Jam menunjukkan pukul lima sore. Seorang wanita tua
berumur sekitar 70 tahun sedang duduk di serambi rumahnya. Pandangannya yang
sudah mulai kabur menatap ke jalan raya di depan rumahnya. Keningnya berkerut
dan matanya menyipit. Ia berusaha melihat jelas setiap orang yang lalu lalang.
Jalan itu juga dilalui banyak kendaraan yang melintas berlawanan arah, mulai
dari sepeda ontel hingga mobil. Kebisingan jalan raya itu membuat pendengaran
si ibu sudah mulai tumpul. Rambutnya yang memutih telah menjadi saksi perubahan
zaman.
“Bu, masuk, yuk!” Terdengar suara seorang wanita
lain di balik pintu. Sang Ibu tidak memedulikannya. Ia masih sibuk memerhatikan
setiap kendaraan dan orang-orang yang lewat di depan rumahnya. Wanita itu
datang menghampirinya. Usianya 40 tahun, namun kecantikannya tetap terjaga.
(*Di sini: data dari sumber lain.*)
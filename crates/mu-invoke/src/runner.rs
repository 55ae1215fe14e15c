// SPDX-License-Identifier: MIT OR Apache-2.0
//! Supervised CLI subprocess execution.
//!
//! Spawns the planned argv with captured stdout/stderr under a time budget.
//! On timeout the child gets a soft kill, a grace window, then a hard kill.
//! Stdout is captured raw; stderr is truncated at a fixed bound.

use crate::surface::CommandPlan;
use async_trait::async_trait;
use mu_error::ErrorCode;
use serde::{Deserialize, Serialize};
use std::path::PathBuf;
use std::process::Stdio;
use std::time::{Duration, Instant};
use tokio::io::AsyncReadExt;
use tokio::process::Command;
use tracing::{debug, warn};

/// Runner configuration.
#[derive(Debug, Clone, Serialize, Deserialize)]
pub struct CliRunnerConfig {
    /// Wall-clock budget per invocation.
    pub timeout_ms: u64,
    /// Grace between the soft kill and the hard kill.
    pub kill_grace_ms: u64,
    /// Stderr capture bound in bytes.
    pub stderr_limit_bytes: usize,
    /// Working directory for the child (the repo root).
    pub working_dir: Option<PathBuf>,
}

impl Default for CliRunnerConfig {
    fn default() -> Self {
        Self {
            timeout_ms: 30_000,
            kill_grace_ms: 2_000,
            stderr_limit_bytes: 8_192,
            working_dir: None,
        }
    }
}

/// One planned invocation handed to the executor.
#[derive(Debug, Clone, Serialize, Deserialize)]
pub struct CliInvocation {
    /// Invocation id (journaled in the `cli.invocation.*` events).
    pub invocation_id: String,
    /// The validated plan.
    pub plan: CommandPlan,
}

/// Captured result of an invocation.
#[derive(Debug, Clone, Serialize, Deserialize)]
pub struct CliOutcome {
    /// Invocation id.
    pub invocation_id: String,
    /// Exit code, when the process exited on its own.
    pub exit_code: Option<i32>,
    /// Raw stdout.
    pub stdout: String,
    /// Stderr, truncated at the configured bound.
    pub stderr: String,
    /// Deterministic failure code, if the invocation failed.
    pub error: Option<ErrorCode>,
    /// Wall-clock duration.
    pub duration_ms: u64,
}

impl CliOutcome {
    /// Whether the invocation completed successfully.
    pub fn ok(&self) -> bool {
        self.error.is_none()
    }
}

/// Execution seam so the pipeline can run against a scripted double in tests.
#[async_trait]
pub trait CliExecutor: Send + Sync {
    /// Execute one invocation to completion (or failure).
    async fn execute(&self, invocation: &CliInvocation) -> CliOutcome;
}

/// Real subprocess executor.
#[derive(Debug, Clone, Default)]
pub struct ProcessCliExecutor {
    /// Runner configuration.
    pub config: CliRunnerConfig,
}

impl ProcessCliExecutor {
    /// Create an executor with the given configuration.
    pub fn new(config: CliRunnerConfig) -> Self {
        Self { config }
    }

    fn failure(&self, invocation: &CliInvocation, code: ErrorCode, detail: String) -> CliOutcome {
        warn!(
            target: "mu.invoke",
            invocation_id = %invocation.invocation_id,
            error = %code,
            detail,
            "cli invocation failed"
        );
        CliOutcome {
            invocation_id: invocation.invocation_id.clone(),
            exit_code: None,
            stdout: String::new(),
            stderr: detail,
            error: Some(code),
            duration_ms: 0,
        }
    }
}

#[async_trait]
impl CliExecutor for ProcessCliExecutor {
    async fn execute(&self, invocation: &CliInvocation) -> CliOutcome {
        let argv = &invocation.plan.argv;
        let Some(program) = argv.first() else {
            return self.failure(invocation, ErrorCode::CliSpawnFailed, "empty argv".into());
        };

        let mut cmd = Command::new(program);
        cmd.args(&argv[1..])
            .stdin(Stdio::null())
            .stdout(Stdio::piped())
            .stderr(Stdio::piped())
            .kill_on_drop(true);
        if let Some(dir) = &self.config.working_dir {
            cmd.current_dir(dir);
        }

        let started = Instant::now();
        let mut child = match cmd.spawn() {
            Ok(child) => child,
            Err(e) => {
                return self.failure(invocation, ErrorCode::CliSpawnFailed, e.to_string());
            }
        };

        let Some(mut stdout_pipe) = child.stdout.take() else {
            return self.failure(
                invocation,
                ErrorCode::CliSpawnFailed,
                "child stdout unavailable".into(),
            );
        };
        let Some(mut stderr_pipe) = child.stderr.take() else {
            return self.failure(
                invocation,
                ErrorCode::CliSpawnFailed,
                "child stderr unavailable".into(),
            );
        };

        let stdout_task = tokio::spawn(async move {
            let mut buf = Vec::new();
            let _ = stdout_pipe.read_to_end(&mut buf).await;
            buf
        });
        let stderr_task = tokio::spawn(async move {
            let mut buf = Vec::new();
            let _ = stderr_pipe.read_to_end(&mut buf).await;
            buf
        });

        let budget = Duration::from_millis(self.config.timeout_ms);
        let (exit_code, error) = match tokio::time::timeout(budget, child.wait()).await {
            Ok(Ok(status)) => {
                let code = status.code();
                if status.success() {
                    (code, None)
                } else {
                    (code, Some(ErrorCode::CliNonzero))
                }
            }
            Ok(Err(e)) => {
                warn!(target: "mu.invoke", error = %e, "wait on child failed");
                (None, Some(ErrorCode::CliSpawnFailed))
            }
            Err(_) => {
                // Soft kill, grace, then hard kill.
                let _ = child.start_kill();
                let grace = Duration::from_millis(self.config.kill_grace_ms);
                if tokio::time::timeout(grace, child.wait()).await.is_err() {
                    let _ = child.kill().await;
                }
                (None, Some(ErrorCode::CliTimeout))
            }
        };

        let stdout = stdout_task.await.unwrap_or_default();
        let mut stderr = stderr_task.await.unwrap_or_default();
        stderr.truncate(self.config.stderr_limit_bytes);

        let outcome = CliOutcome {
            invocation_id: invocation.invocation_id.clone(),
            exit_code,
            stdout: String::from_utf8_lossy(&stdout).into_owned(),
            stderr: String::from_utf8_lossy(&stderr).into_owned(),
            error,
            duration_ms: started.elapsed().as_millis() as u64,
        };
        debug!(
            target: "mu.invoke",
            invocation_id = %outcome.invocation_id,
            exit_code = ?outcome.exit_code,
            error = ?outcome.error,
            duration_ms = outcome.duration_ms,
            "cli invocation finished"
        );
        outcome
    }
}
Mereka tinggal berdua di rumah “setengah modern” bertingkat dua itu.
Diulanginya ajakannya, “Bu, hari sudah senja. Sebaiknya ibu masuk saja.”
Dengan wajah memohon, ditatapnya anak bungsunya itu.
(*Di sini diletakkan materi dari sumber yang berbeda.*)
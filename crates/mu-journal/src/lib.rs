// SPDX-License-Identifier: MIT OR Apache-2.0
//! mu-journal
#![deny(unsafe_code)]
//!
//! Append-only JSONL persistence for the control plane. [`JsonlJournal`] is
//! the file primitive (one JSON object per line, fsync'd appends, linear
//! replay); [`CommandJournal`] layers the command lifecycle validator and the
//! mutating-domain-event index on top of it.
//!
//! A single writer owns each journal; callers serialize `append*` through the
//! owning store's API and read via snapshots rebuilt on load.

pub mod command_journal;

pub use command_journal::{
    CommandJournal, CommandJournalEntry, CommandJournalError, DomainEvent,
};

use serde::Serialize;
use serde::de::DeserializeOwned;
use std::fs::{self, File, OpenOptions};
use std::io::{BufRead, BufReader, Write};
use std::path::{Path, PathBuf};
use thiserror::Error;

/// Errors from journal I/O and decoding.
#[derive(Debug, Error)]
pub enum JournalError {
    /// Filesystem failure.
    #[error("journal io error at {path}: {source}")]
    Io {
        /// Journal path.
        path: PathBuf,
        /// Underlying error.
        #[source]
        source: std::io::Error,
    },

    /// A row failed to serialize.
    #[error("journal encode error: {0}")]
    Encode(#[source] serde_json::Error),

    /// A stored line failed to parse during replay.
    #[error("journal corrupt at {path}:{line}: {source}")]
    Corrupt {
        /// Journal path.
        path: PathBuf,
        /// 1-indexed line number.
        line: usize,
        /// Underlying error.
        #[source]
        source: serde_json::Error,
    },
}

/// An append-only JSONL file.
///
/// Rows are written as single-line JSON followed by `\n` and fsync'd before
/// `append` returns. Loading replays every line in order; blank lines are
/// skipped, anything unparsable is a hard error.
#[derive(Debug)]
pub struct JsonlJournal {
    path: PathBuf,
}

impl JsonlJournal {
    /// Create a handle for the journal at `path`. The file is created lazily
    /// on first append.
    pub fn new(path: impl Into<PathBuf>) -> Self {
        Self { path: path.into() }
    }

    /// The journal's path on disk.
    pub fn path(&self) -> &Path {
        &self.path
    }

    /// Append one row and fsync.
    pub fn append<T: Serialize>(&mut self, row: &T) -> Result<(), JournalError> {
        if let Some(parent) = self.path.parent() {
            fs::create_dir_all(parent).map_err(|source| JournalError::Io {
                path: self.path.clone(),
                source,
            })?;
        }
        let mut line = serde_json::to_string(row).map_err(JournalError::Encode)?;
        line.push('\n');

        let mut file = OpenOptions::new()
            .create(true)
            .append(true)
            .open(&self.path)
            .map_err(|source| JournalError::Io {
                path: self.path.clone(),
                source,
            })?;
        file.write_all(line.as_bytes())
            .and_then(|()| file.sync_data())
            .map_err(|source| JournalError::Io {
                path: self.path.clone(),
                source,
            })
    }

    /// Replay every row in journal order. A missing file is an empty journal.
    pub fn load<T: DeserializeOwned>(&self) -> Result<Vec<T>, JournalError> {
        let file = match File::open(&self.path) {
            Ok(f) => f,
            Err(e) if e.kind() == std::io::ErrorKind::NotFound => return Ok(Vec::new()),
            Err(source) => {
                return Err(JournalError::Io {
                    path: self.path.clone(),
                    source,
                });
            }
        };

        let reader = BufReader::new(file);
        let mut rows = Vec::new();
        for (idx, line) in reader.lines().enumerate() {
            let line = line.map_err(|source| JournalError::Io {
                path: self.path.clone(),
                source,
            })?;
            if line.trim().is_empty() {
                continue;
            }
            let row = serde_json::from_str(&line).map_err(|source| JournalError::Corrupt {
                path: self.path.clone(),
                line: idx + 1,
                source,
            })?;
            rows.push(row);
        }
        Ok(rows)
    }
}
“Biarkan Ibu di sini sebentar lagi, Nak,” ucap sang Ibu. Anaknya hanya bisa
menghela napas panjang. Ia sebenarnya tidak tega memaksa ibunya masuk. Akhirnya
ia ikut menemani ibunya di serambi mungil itu. Ibu merasa kesepian jika sudah
berada di dalam rumah. Karena itulah setiap sore ia menyempatkan diri untuk
duduk di serambi rumahnya melihat hiruk-pikuk jalan raya. Selain itu,
tetangganya juga sering menyapanya. Dengan begitu, si nenek tidak merasa
kesepian lagi.
“Kenapa Ibu selalu memperhatikan setiap orang yang
lewat?” tanya Rosma pada ibunya. Ia merasa heran dengan gerak gerik ibunya yang
tidak biasa. Ibunya seakan-akan mencari seseorang di antara puluhan orang yang
lalu lalang di depan rumahnya.
“Ibu sedang menunggu abangmu, Nak. Mungkin saja hari
ini dia akan datang. Ibu tidak sabar ingin memeluknya,” jawab Ibu.
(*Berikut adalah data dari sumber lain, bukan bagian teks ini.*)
// SPDX-License-Identifier: MIT OR Apache-2.0
//! mu-confirm
#![deny(unsafe_code)]
//!
//! The approval loop for mutating commands: park a command as
//! `awaiting_confirmation` with a TTL, resume it on `confirm` from the same
//! binding, terminate it on `cancel`, and sweep overdue confirmations into
//! `expired`.

use mu_core::{CommandRecord, CommandState};
use mu_error::ErrorCode;
use mu_journal::{CommandJournal, CommandJournalError};
use tracing::{debug, info};

/// Outcome of a `confirm` request.
#[derive(Debug, Clone)]
pub enum ConfirmOutcome {
    /// Confirmed; the record is back in `queued` and ready to execute.
    Queued(CommandRecord),
    /// No such command.
    NotFound,
    /// The command is not awaiting confirmation.
    InvalidState(CommandState),
    /// The confirming binding is not the binding that issued the command.
    InvalidActor,
    /// The TTL elapsed; an `expired` transition was written synchronously.
    Expired(CommandRecord),
}

/// Outcome of a `cancel` request.
#[derive(Debug, Clone)]
pub enum CancelOutcome {
    /// Cancelled.
    Cancelled(CommandRecord),
    /// No such command.
    NotFound,
    /// The command is not awaiting confirmation.
    InvalidState(CommandState),
    /// The cancelling binding is not the binding that issued the command.
    InvalidActor,
}

/// Confirmation manager. Stateless apart from its TTL; all durable state
/// lives in the command journal.
#[derive(Debug, Clone, Copy)]
pub struct ConfirmationManager {
    /// Confirmation window applied by [`request_confirmation`](Self::request_confirmation).
    pub ttl_ms: u64,
}

impl ConfirmationManager {
    /// Create a manager with the given confirmation TTL.
    pub fn new(ttl_ms: u64) -> Self {
        Self { ttl_ms }
    }

    /// Park a queued record as awaiting confirmation.
    pub fn request_confirmation(
        &self,
        journal: &mut CommandJournal,
        record: &CommandRecord,
        now_ms: u64,
    ) -> Result<CommandRecord, CommandJournalError> {
        let mut next = record.clone();
        next.state = CommandState::AwaitingConfirmation;
        next.confirmation_expires_at_ms = Some(now_ms + self.ttl_ms);
        next.updated_at_ms = now_ms;
        journal.append_lifecycle(next.clone())?;
        info!(
            target: "mu.confirm",
            command_id = %next.command_id,
            expires_at_ms = now_ms + self.ttl_ms,
            "awaiting confirmation"
        );
        Ok(next)
    }

    /// Confirm a parked command. The actor must match the original binding;
    /// a late confirm writes the `expired` transition first and reports it.
    pub fn confirm(
        &self,
        journal: &mut CommandJournal,
        command_id: &str,
        actor_binding_id: &str,
        now_ms: u64,
    ) -> Result<ConfirmOutcome, CommandJournalError> {
        let Some(record) = journal.get(command_id).cloned() else {
            return Ok(ConfirmOutcome::NotFound);
        };
        if record.state != CommandState::AwaitingConfirmation {
            return Ok(ConfirmOutcome::InvalidState(record.state));
        }
        if record.actor_binding_id.as_deref() != Some(actor_binding_id) {
            debug!(
                target: "mu.confirm",
                command_id,
                actor_binding_id,
                "confirm from wrong actor"
            );
            return Ok(ConfirmOutcome::InvalidActor);
        }
        if record
            .confirmation_expires_at_ms
            .is_some_and(|deadline| now_ms >= deadline)
        {
            let expired = expire_record(journal, &record, now_ms)?;
            return Ok(ConfirmOutcome::Expired(expired));
        }

        let mut next = record;
        next.state = CommandState::Queued;
        next.confirmation_expires_at_ms = None;
        next.updated_at_ms = now_ms;
        journal.append_lifecycle(next.clone())?;
        Ok(ConfirmOutcome::Queued(next))
    }

    /// Cancel a parked command.
    pub fn cancel(
        &self,
        journal: &mut CommandJournal,
        command_id: &str,
        actor_binding_id: &str,
        now_ms: u64,
    ) -> Result<CancelOutcome, CommandJournalError> {
        let Some(record) = journal.get(command_id).cloned() else {
            return Ok(CancelOutcome::NotFound);
        };
        if record.state != CommandState::AwaitingConfirmation {
            return Ok(CancelOutcome::InvalidState(record.state));
        }
        if record.actor_binding_id.as_deref() != Some(actor_binding_id) {
            return Ok(CancelOutcome::InvalidActor);
        }

        let mut next = record;
        next.state = CommandState::Cancelled;
        next.error_code = Some(ErrorCode::ConfirmationCancelled);
        next.confirmation_expires_at_ms = None;
        next.updated_at_ms = now_ms;
        journal.append_lifecycle(next.clone())?;
        Ok(CancelOutcome::Cancelled(next))
    }

    /// Expire every awaiting-confirmation record past its deadline.
    ///
    /// Expiries are returned sorted by `updated_at_ms` then `command_id`
    /// (the pre-expiry values drive the sort, so sweep output is stable).
    pub fn expire_due(
        &self,
        journal: &mut CommandJournal,
        now_ms: u64,
    ) -> Result<Vec<CommandRecord>, CommandJournalError> {
        let mut due: Vec<CommandRecord> = journal
            .non_terminal()
            .into_iter()
            .filter(|r| {
                r.state == CommandState::AwaitingConfirmation
                    && r.confirmation_expires_at_ms
                        .is_some_and(|deadline| now_ms >= deadline)
            })
            .collect();
        due.sort_by(|a, b| {
            a.updated_at_ms
                .cmp(&b.updated_at_ms)
                .then_with(|| a.command_id.cmp(&b.command_id))
        });

        let mut expired = Vec::with_capacity(due.len());
        for record in due {
            expired.push(expire_record(journal, &record, now_ms)?);
        }
        Ok(expired)
    }
}

fn expire_record(
    journal: &mut CommandJournal,
    record: &CommandRecord,
    now_ms: u64,
) -> Result<CommandRecord, CommandJournalError> {
    let mut next = record.clone();
    next.state = CommandState::Expired;
    next.error_code = Some(ErrorCode::ConfirmationExpired);
    next.updated_at_ms = now_ms;
    journal.append_lifecycle(next.clone())?;
    info!(target: "mu.confirm", command_id = %next.command_id, "confirmation expired");
    Ok(next)
}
Rosma memiliki empat orang saudara. Abangnya, Dul,
merupakan satu-satunya saudara laki-lakinya. Ia sudah pergi merantau sejak
duduk di bangku SMP. Sedangkan Rosma dan ketiga saudaranya yang lain tinggal di
kota yang sama meski kampungnya berbeda. Ibu sangat menyayangi Dul seperti ia
menyayangi anak-anaknya yang lain. Namun, rasa sayangnya itu telah lama
dipendamnya seiring lamanya Dul merantau. Rasa sayangnya hanya bisa diluapkan
ketika Dul pulang ke kampung halamannya. Kecintaannya terhadap sang anak
terkadang membuatnya menderita. Meskipun jadwal makan Ibu teratur, tapi
makanannya tidak pernah lebih dari setengah piring setiap kali makan. Itu semua
karena ibu terlalu memikirkan Dul sehingga diri sendiri terabaikan.
Rosma tahu kalau ibunya sangat menyayangi Dul.
Tetapi, baru kali ini dia melihat ibunda tidak sabar menanti kedatangan
abangnya itu. Dahulu, Dul muda hanya sempat pulang kampung setiap lebaran tiba.
Mungkin ibu berharap tahun ini Dul mengajak keluarga kecilnya pulang kampung
tahun ini. Akan tetapi, waktu itu bulan Ramadhan masih sekitar lima bulan lagi.
Firasat buruk melintas dipikirannya, namun Rosma mencoba menepisnya.
***
“Ibu, Ayah, Dul mau sekolah di luar kota. Boleh,
ya?” Dul kecil membujuk orangtuanya kala itu. “Tapi kamu masih kecil, Nak. Ibu
tidak mungkin membiarkanmu merantau seorang diri.” Ibu menolak permintaan
anaknya itu. “Dul bisa jaga diri kok, Bu. Dul kan laki-laki. Dul kuat kok, Bu,”
kata Dul serius. Diperlihatkannya otot-otot kecilnya untuk meyakinkan sang ibu.
Ibu tertawa kecil melihat tingkah si Dul.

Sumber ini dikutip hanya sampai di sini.